When Physics, Economics, and Reality Collide
The Challenge of Cheap Orbital Access

by

John M. Jurist, M.D.
Sam Dinkin, Ph.D
David Livingston, DBA


Appendices

Appendix 1: Baseline Models

The following spreadsheet shows the analytical results of the ELV and RLV baseline models. In this table, the red values are input and blue values are output. Numbers for 1,000 pound payload, 10,000 pound payload, and 100,000 pound payload programs are included in the analysis.

The R&D and Facility Amortization values include finance charges that are not included in the tables presented within the paper.

In the next spreadsheet, values for an air-launched ELV (AC+ELV) are presented without the associated costs of the launching aircraft. This program bears some similarities to the Pegasus vehicle, although the maximum probable loss figure for the Pegasus is closer to $40 million. In this analysis, the maximum probable loss was computed at $417 per pound of fully fueled vehicle with payload in place. Range costs for the air-launched vehicle were arbitrarily set to $200,000. Keep in mind that if the vehicle track up to orbit intrudes on a national range, range costs will be incurred.

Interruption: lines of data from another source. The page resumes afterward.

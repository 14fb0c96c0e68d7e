//! # Company Pipeline
//! Wires the injected collaborators to the scoring engine for one company:
//! fetch → normalize → classify headlines (one batch) → validated records → score.
//!
//! Any collaborator failure or invalid classifier output fails the whole company
//! with a `FetchError`; the ranking engine decides what to do with it.

use chrono::{DateTime, Utc};
use serde::Serialize;
use std::sync::Arc;

use crate::error::FetchError;
use crate::ingest::prepare_articles;
use crate::ingest::types::{NewsFetcher, PreparedArticle};
use crate::scoring::{ScoreComponents, ScoringEngine};
use crate::sentiment::SentimentClassifier;
use crate::signal::{ArticleSentiment, Polarity, SentimentBreakdown};

/// One headline as shown in a preview list.
#[derive(Debug, Clone, PartialEq, Serialize)]
pub struct HeadlinePreview {
    pub headline: String,
    pub sentiment: Polarity,
    pub confidence: f64,
    /// `YYYY-MM-DD`
    pub date: String,
    pub source: String,
}

/// Score and sentiment breakdown for one company.
#[derive(Debug, Clone, PartialEq, Serialize)]
pub struct CompanyAnalysis {
    pub company: String,
    pub components: ScoreComponents,
    pub breakdown: SentimentBreakdown,
}

#[derive(Clone)]
pub struct CompanyScorer {
    fetcher: Arc<dyn NewsFetcher>,
    classifier: Arc<dyn SentimentClassifier>,
    engine: Arc<ScoringEngine>,
}

impl CompanyScorer {
    pub fn new(
        fetcher: Arc<dyn NewsFetcher>,
        classifier: Arc<dyn SentimentClassifier>,
        engine: Arc<ScoringEngine>,
    ) -> Self {
        Self {
            fetcher,
            classifier,
            engine,
        }
    }

    pub fn engine(&self) -> &ScoringEngine {
        &self.engine
    }

    /// Fetch, classify and build validated records, keeping source alongside.
    async fn collect(
        &self,
        company: &str,
    ) -> Result<Vec<(ArticleSentiment, PreparedArticle)>, FetchError> {
        let raw = self.fetcher.fetch(company).await?;
        let batch = prepare_articles(raw);
        if batch.rejected > 0 {
            tracing::debug!(company, rejected = batch.rejected, "dropped malformed articles");
        }
        if batch.articles.is_empty() {
            return Ok(Vec::new());
        }

        let titles: Vec<String> = batch.articles.iter().map(|a| a.title.clone()).collect();
        let labels = self.classifier.classify(&titles).await?;
        if labels.len() != titles.len() {
            return Err(FetchError::Classification(format!(
                "{} returned {} labels for {} headlines",
                self.classifier.name(),
                labels.len(),
                titles.len()
            )));
        }

        batch
            .articles
            .into_iter()
            .zip(labels)
            .map(|(art, cls)| -> Result<_, FetchError> {
                let rec = ArticleSentiment::from_label(
                    art.title.clone(),
                    art.published_at,
                    &cls.label,
                    cls.score,
                )?;
                Ok((rec, art))
            })
            .collect()
    }

    /// Single-company analysis: components plus how many headlines fell on each side.
    pub async fn analyze(
        &self,
        company: &str,
        now: DateTime<Utc>,
    ) -> Result<CompanyAnalysis, FetchError> {
        let records: Vec<ArticleSentiment> = self
            .collect(company)
            .await?
            .into_iter()
            .map(|(rec, _)| rec)
            .collect();
        let components = self.engine.score(&records, now);
        let breakdown = SentimentBreakdown::from_records(&records);
        tracing::debug!(
            company,
            articles = records.len(),
            positive = breakdown.positive,
            negative = breakdown.negative,
            sentiment = components.sentiment_strength,
            volume = components.article_volume,
            recency = components.recency,
            composite = components.composite_score,
            "scored company"
        );
        Ok(CompanyAnalysis {
            company: company.to_string(),
            components,
            breakdown,
        })
    }

    pub async fn fetch_and_score(
        &self,
        company: &str,
        now: DateTime<Utc>,
    ) -> Result<ScoreComponents, FetchError> {
        Ok(self.analyze(company, now).await?.components)
    }

    /// Top `n` headlines in fetcher order (newest first for NewsAPI).
    pub async fn preview(&self, company: &str, n: usize) -> Result<Vec<HeadlinePreview>, FetchError> {
        Ok(self
            .collect(company)
            .await?
            .into_iter()
            .take(n)
            .map(|(rec, art)| HeadlinePreview {
                headline: rec.text().to_string(),
                sentiment: rec.polarity(),
                confidence: rec.confidence(),
                date: rec.published_at().format("%Y-%m-%d").to_string(),
                source: art.source,
            })
            .collect())
    }
}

PseudoFalcon-I represents a program that exhibits some similarities to the SpaceX Falcon-I project, and PseudoFalcon-V represents a program similar to the Falcon-V. Range costs for the Falcon series were negotiated and include an unknown component of public subsidy. Note that the Falcon series has yet to fly successfully and the first test flight of Falcon-I is currently scheduled to take place in September, 2005. By commissioning a reliability study, SpaceX was able to negotiate lower insurance costs based on assumed reliability of similar vehicles. In addition, the first few manifested flights will carry uninsured government payloads.

The green values represent computed risk-based insurance premiums as an alternative to traditional launch insurance premiums based on assumptions of reliability shown in the table.


The third spreadsheet is a reformulation of the first spreadsheet using risk based insurance in place of the standard insurance.


Appendix 2: Propellant Costs

The baseline models used cryogenic propellant costs obtained from General Distributing Company in Billings, MT. Those costs included all taxes and transportation fees. Obviously, propellant costs will vary with quantities purchased and associated shipping costs and taxes.

Other costs for fuel in January, 2000 delivered to Kennedy Space Center (KSC) were obtained from Henry [Ref. 9]. Those costs should be inflated by about 25 to 30 percent to bring them to the present. Since they were for governmental purchases, they did not include taxes paid in the private sector.

Finally, Jet-A fuel cost was obtained from the Edwards Jet Center in Billings, MT on March 9, 2005. Jet-A is very similar to RP-1 and was used as a surrogate.

April, 2005 telephone quotes for LOx were $0.187 per pound in Las Vegas, Nevada and $0.295 per pound in Mojave, California for 160 liter quantities.